Fire-triggered thunderstorms, called pyrocumulonimbus or pyroCbs, are generated when the intense heat of a wildfire triggers a huge thunderstorm that carries smoke into the stratosphere, five to seven miles above the surface. In 2017, the flight path of a NASA airborne mission to study the background atmosphere over the remote oceans, the Atmospheric Tomography mission (ATom), intersected with smoke from the largest pyroCb event observed in the satellite era to that date over the Pacific Northwest. The smoke injection was so large that remote sensing instruments around the globe monitored it for more than eight months. Measurements showed that it and several additional Northern Hemisphere pyroCb events that year dominated contributions of black carbon and organic carbon to the lower stratosphere, the net effect of which cooled the planet.
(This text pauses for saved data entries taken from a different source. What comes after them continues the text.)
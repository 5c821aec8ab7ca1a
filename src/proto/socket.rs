//! 可靠传输 socket（简化版）
//!
//! 状态机：
//! - `Disconnected`：初始状态，也是拆除后的终态。
//! - `Connecting`：握手进行中（发起方已发 syn，或响应方已回 syn-ack）。
//! - `Connected`：可以收发数据。
//!
//! 所有超时都由 socket 自己持有的 [`Scheduler`] 驱动，每个仿真 tick 调用一次
//! [`Socket::update`]。拆除时取消全部定时器，不会有过期定时器落到重建的连接上。

use std::collections::VecDeque;
use std::fmt;

use serde::{Deserialize, Serialize};
use serde_json::Value;
use tracing::{debug, info, trace, warn};

use super::handler::PacketHandler;
use super::host::SocketHost;
use crate::net::{Address, Handshake, Keepalive, Packet, Payload};
use crate::sim::{Scheduler, TimerId};

#[derive(Debug, Clone, Serialize, Deserialize)]
pub struct SocketConfig {
    /// 握手超时（tick）
    pub connection_timeout: u64,
    /// 空闲多久发一次保活请求（tick）
    pub keepalive_period: u64,
    /// 等待保活响应的时间（tick）
    pub keepalive_response_timeout: u64,
}

impl SocketConfig {
    pub const CONNECTION_TIMEOUT: u64 = 20;
    pub const KEEPALIVE_PERIOD: u64 = 100;
    pub const KEEPALIVE_RESPONSE_TIMEOUT: u64 = 20;
}

impl Default for SocketConfig {
    fn default() -> Self {
        Self {
            connection_timeout: Self::CONNECTION_TIMEOUT,
            keepalive_period: Self::KEEPALIVE_PERIOD,
            keepalive_response_timeout: Self::KEEPALIVE_RESPONSE_TIMEOUT,
        }
    }
}

#[derive(Debug, Clone, Copy, PartialEq, Eq, Default, Serialize, Deserialize)]
#[serde(rename_all = "snake_case")]
pub enum SocketState {
    #[default]
    Disconnected,
    Connecting,
    Connected,
}

#[derive(Debug, Clone, Copy, PartialEq, Eq, Serialize, Deserialize)]
enum SocketTimer {
    HandshakeTimeout,
    KeepalivePeriod,
    KeepaliveResponseTimeout,
}

#[derive(Serialize, Deserialize)]
pub struct Socket {
    config: SocketConfig,
    local_port: Option<u16>,
    destination: Option<Address>,
    state: SocketState,
    /// 本端是否是握手发起方
    initiator: bool,
    current_seq: u32,
    incoming: VecDeque<Value>,
    #[serde(skip)]
    handlers: Vec<Box<dyn PacketHandler>>,
    timers: Scheduler<SocketTimer>,
    handshake_timer: Option<TimerId>,
    keepalive_timer: Option<TimerId>,
    keepalive_response_timer: Option<TimerId>,
    /// 被拆除过；`NetModule` 据此把它移出存活集合
    closed: bool,
}

impl fmt::Debug for Socket {
    fn fmt(&self, f: &mut fmt::Formatter<'_>) -> fmt::Result {
        f.debug_struct("Socket")
            .field("local_port", &self.local_port)
            .field("destination", &self.destination)
            .field("state", &self.state)
            .field("current_seq", &self.current_seq)
            .field("incoming", &self.incoming.len())
            .field("handlers", &self.handlers.len())
            .field("closed", &self.closed)
            .finish()
    }
}

impl Default for Socket {
    fn default() -> Self {
        Self::new(SocketConfig::default())
    }
}

impl Socket {
    pub fn new(config: SocketConfig) -> Self {
        Self {
            config,
            local_port: None,
            destination: None,
            state: SocketState::Disconnected,
            initiator: false,
            current_seq: 0,
            incoming: VecDeque::new(),
            handlers: Vec::new(),
            timers: Scheduler::default(),
            handshake_timer: None,
            keepalive_timer: None,
            keepalive_response_timer: None,
            closed: false,
        }
    }

    pub fn config(&self) -> &SocketConfig {
        &self.config
    }

    pub fn local_port(&self) -> Option<u16> {
        self.local_port
    }

    pub(crate) fn set_local_port(&mut self, port: u16) {
        self.local_port = Some(port);
    }

    pub fn destination(&self) -> Option<&Address> {
        self.destination.as_ref()
    }

    pub(crate) fn set_destination(&mut self, destination: Address) {
        self.destination = Some(destination);
    }

    pub fn state(&self) -> SocketState {
        self.state
    }

    pub fn current_seq(&self) -> u32 {
        self.current_seq
    }

    /// 尚未交付给处理器的数据
    pub fn pending_data(&self) -> usize {
        self.incoming.len()
    }

    /// 挂起的内部定时器数量
    pub fn pending_timers(&self) -> usize {
        self.timers.pending()
    }

    pub fn is_closed(&self) -> bool {
        self.closed
    }

    pub fn add_packet_handler(&mut self, handler: Box<dyn PacketHandler>) {
        self.handlers.push(handler);
    }

    pub fn packet_handler_count(&self) -> usize {
        self.handlers.len()
    }

    /// 此 socket 是否负责 `packet` 所属的会话
    pub fn matches(&self, packet: &Packet) -> bool {
        self.local_port == Some(packet.destination.port)
            && self.destination.as_ref() == Some(&packet.source)
    }

    /// 发起握手。只在 `Disconnected` 且端口、目的地址都已设置时有效。
    #[tracing::instrument(skip(self, host), fields(port = ?self.local_port))]
    pub fn connect(&mut self, host: &mut dyn SocketHost) {
        if self.state != SocketState::Disconnected {
            warn!(state = ?self.state, "connect 只能在 Disconnected 状态调用，忽略");
            return;
        }
        let (Some(port), Some(_)) = (self.local_port, self.destination.as_ref()) else {
            warn!("端口或目的地址未设置，忽略 connect");
            return;
        };

        self.closed = false;
        self.initiator = true;
        self.current_seq = host.next_sequence(port);
        info!(seq = self.current_seq, "🤝 发起握手");
        self.emit(host, Payload::Handshake(Handshake::Syn { seq: self.current_seq }));
        self.state = SocketState::Connecting;
        self.arm_handshake_timer();
    }

    /// 发送应用数据；非 `Connected` 时丢弃
    pub fn send(&mut self, host: &mut dyn SocketHost, data: Value) {
        if self.state != SocketState::Connected {
            debug!(state = ?self.state, "socket 未连接，丢弃待发送数据");
            return;
        }
        self.emit(host, Payload::Data(data));
    }

    /// 主动断开：通知对端（不等待确认）并立即进入 `Disconnected`
    #[tracing::instrument(skip(self, host), fields(port = ?self.local_port))]
    pub fn disconnect(&mut self, host: &mut dyn SocketHost) {
        if self.state == SocketState::Disconnected {
            trace!("已断开，忽略 disconnect");
            return;
        }
        self.emit(host, Payload::Teardown);
        self.teardown();
    }

    /// 处理一个属于本会话的负载
    #[tracing::instrument(skip(self, host, payload), fields(port = ?self.local_port, state = ?self.state))]
    pub fn handle(&mut self, host: &mut dyn SocketHost, payload: Payload) {
        trace!(payload = %payload, "收到负载");
        match payload {
            Payload::Teardown => {
                if self.state != SocketState::Disconnected {
                    info!("对端拆除连接");
                    self.teardown();
                }
            }
            Payload::Handshake(step) => self.on_handshake(host, step),
            Payload::Keepalive(Keepalive::Req) => {
                if self.state == SocketState::Connected {
                    self.restart_keepalive();
                    self.emit(host, Payload::Keepalive(Keepalive::Rsp));
                }
            }
            Payload::Keepalive(Keepalive::Rsp) => {
                if self.state == SocketState::Connected {
                    trace!("收到保活响应");
                    self.restart_keepalive();
                }
            }
            Payload::Data(data) => {
                if self.state != SocketState::Connected {
                    debug!("socket 未连接，丢弃数据");
                    return;
                }
                self.incoming.push_back(data);
                self.restart_keepalive();
            }
        }
    }

    fn on_handshake(&mut self, host: &mut dyn SocketHost, step: Handshake) {
        match (self.state, step) {
            (SocketState::Disconnected, Handshake::Syn { seq }) => {
                let Some(port) = self.local_port else {
                    return;
                };
                self.closed = false;
                self.initiator = false;
                self.current_seq = host.next_sequence(port);
                debug!(remote_seq = seq, seq = self.current_seq, "响应握手");
                self.emit(
                    host,
                    Payload::Handshake(Handshake::SynAck {
                        seq: self.current_seq,
                        ack: seq.wrapping_add(1),
                    }),
                );
                self.state = SocketState::Connecting;
                self.arm_handshake_timer();
            }
            (SocketState::Connecting, Handshake::SynAck { seq, ack })
                if self.initiator && ack == self.current_seq.wrapping_add(1) =>
            {
                self.emit(host, Payload::Handshake(Handshake::Ack { ack: seq.wrapping_add(1) }));
                self.established();
            }
            (SocketState::Connecting, Handshake::Ack { ack })
                if !self.initiator && ack == self.current_seq.wrapping_add(1) =>
            {
                self.established();
            }
            (state, step) => {
                debug!(state = ?state, step = ?step, "握手消息与当前状态不符，忽略");
            }
        }
    }

    fn established(&mut self) {
        if let Some(t) = self.handshake_timer.take() {
            self.timers.cancel(t);
        }
        self.state = SocketState::Connected;
        info!("✅ 连接建立");
        self.restart_keepalive();
    }

    /// 推进一个 tick：先按 FIFO 交付排队数据，再处理到期的定时器。
    pub fn update(&mut self, host: &mut dyn SocketHost) {
        self.timers.advance();
        self.drain_incoming(host);
        while let Some(timer) = self.timers.pop_due() {
            self.on_timer(host, timer);
        }
    }

    fn drain_incoming(&mut self, host: &mut dyn SocketHost) {
        if self.state != SocketState::Connected || self.incoming.is_empty() {
            return;
        }
        // 处理器需要 &mut self，先把它们取出来
        let mut handlers = std::mem::take(&mut self.handlers);
        let batch = self.incoming.len();
        'drain: for _ in 0..batch {
            let Some(data) = self.incoming.pop_front() else {
                break;
            };
            for handler in handlers.iter_mut() {
                handler.handle(self, host, &data);
                if self.state != SocketState::Connected {
                    debug!(left = self.incoming.len(), "socket 在交付过程中断开，停止交付");
                    break 'drain;
                }
            }
        }
        // 回调期间新注册的处理器排在原有处理器之后
        handlers.append(&mut self.handlers);
        self.handlers = handlers;
    }

    fn on_timer(&mut self, host: &mut dyn SocketHost, timer: SocketTimer) {
        match timer {
            SocketTimer::HandshakeTimeout => {
                self.handshake_timer = None;
                if self.state == SocketState::Connecting {
                    warn!("⏰ 握手超时");
                    self.emit(host, Payload::Teardown);
                    self.teardown();
                }
            }
            SocketTimer::KeepalivePeriod => {
                self.keepalive_timer = None;
                if self.state == SocketState::Connected {
                    trace!("发送保活请求");
                    self.emit(host, Payload::Keepalive(Keepalive::Req));
                    self.keepalive_response_timer = Some(
                        self.timers
                            .schedule_in(self.config.keepalive_response_timeout, SocketTimer::KeepaliveResponseTimeout),
                    );
                }
            }
            SocketTimer::KeepaliveResponseTimeout => {
                self.keepalive_response_timer = None;
                if self.state == SocketState::Connected {
                    warn!("⏰ 保活无响应，对端不可达");
                    self.emit(host, Payload::Teardown);
                    self.teardown();
                }
            }
        }
    }

    fn arm_handshake_timer(&mut self) {
        if let Some(t) = self.handshake_timer.take() {
            self.timers.cancel(t);
        }
        self.handshake_timer = Some(
            self.timers
                .schedule_in(self.config.connection_timeout, SocketTimer::HandshakeTimeout),
        );
    }

    /// 收到对端的任何流量都说明对端存活：重新开始一个完整的保活周期
    fn restart_keepalive(&mut self) {
        for t in [self.keepalive_timer.take(), self.keepalive_response_timer.take()]
            .into_iter()
            .flatten()
        {
            self.timers.cancel(t);
        }
        self.keepalive_timer = Some(
            self.timers
                .schedule_in(self.config.keepalive_period, SocketTimer::KeepalivePeriod),
        );
    }

    fn teardown(&mut self) {
        self.state = SocketState::Disconnected;
        self.timers.cancel_all();
        self.handshake_timer = None;
        self.keepalive_timer = None;
        self.keepalive_response_timer = None;
        self.incoming.clear();
        self.closed = true;
        info!("🔌 socket 断开");
    }

    fn emit(&self, host: &mut dyn SocketHost, payload: Payload) {
        let (Some(port), Some(destination)) = (self.local_port, self.destination.as_ref()) else {
            debug!("socket 未绑定端口或目的地址，丢弃");
            return;
        };
        super::net_module::send_tcp(host, port, destination, payload);
    }
}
The results have been published in the journal Science.
“These fire clouds are growing larger and more frequent – witness record-breaking events in 2017, 2019 and 2020,” said NOAA scientist Joshua Schwarz. “Their recent impacts on the stratosphere have been impressive. Now we’ve learned how to track those impacts over longer time periods than we previously recognized were significant. This means we’ll now be able to track changes in their impacts as the climate evolves.”
Scientists are interested in learning more about pyroCbs because their smoke lingers in the atmosphere longer than that from typical fires, affecting climate on a different scale. Schwarz, a research physicist with the Chemical Sciences Laboratory and co-author on the paper, added that the findings also provide insights about the behavior of aerosols from volcanoes, aviation, or potential future solar geoengineering efforts.
Yet critical measurements of these huge clouds have been extremely limited because of their highly episodic nature, and the logistical challenges of getting scientific instruments airborne and into the smoke on short notice. As a result, the distribution and duration of smoke from these events is poorly known, as is the impact on climate and stratospheric aerosol chemistry, including the ozone layer.
One surprising finding was the discovery of an extremely thick coating on black carbon particles generated by wildfires.
“We spent weeks analyzing individual particle data to verify that this was a real signal, and not generated by some fault in the data processing,” said former CIRES scientist and lead author Joe Katich, who now works for Ball Aerospace.
A second NOAA-NASA airborne mission, FIREX-AQ, provided direct sampling of hours old pyroCb smoke from the Williams Flats fire in 2019. Analysis of black carbon from that fire gave them more confidence about their conclusions drawn from the 2017 smoke.
The thick coating on black carbon, along with its size, and mass, was a remarkably stable feature of pyroCb smoke that researchers realized could be used to “fingerprint” these particles in the lower stratosphere. Using these fingerprints, they re-examined data from a total of 12 airborne mission datasets going back to 2006 in both hemispheres to estimate long-term pyroCb influences on the lower stratosphere in our recent climate.
The researchers found that even in those years with relatively few of these pyroCbsbefore more active fire seasons starting in 2020, the impact of smoke was very significant, contributing roughly 20% of all stratospheric black carbon and organic carbon in the lower stratosphere in the previous decade.
“This gave us a reasonable estimate representing the period before things really started lighting up,” Schwarz said. “We now recognize pyroCb’s longer term influence on the stratosphere. It’s not just an important blip, but a steady state influence that needs to be accounted for.”
The big picture takeaway? “This is a major win for understanding the stratosphere, which people have a rapidly growing interest in,” Katich added.”PyroCb contributes more to the stratospheric makeup than we thought, acts in different ways than we thought, and sticks around longer than we thought. This finding is important on its own, but will also help us understand the long-term implications of solar geoengineering with aerosols.”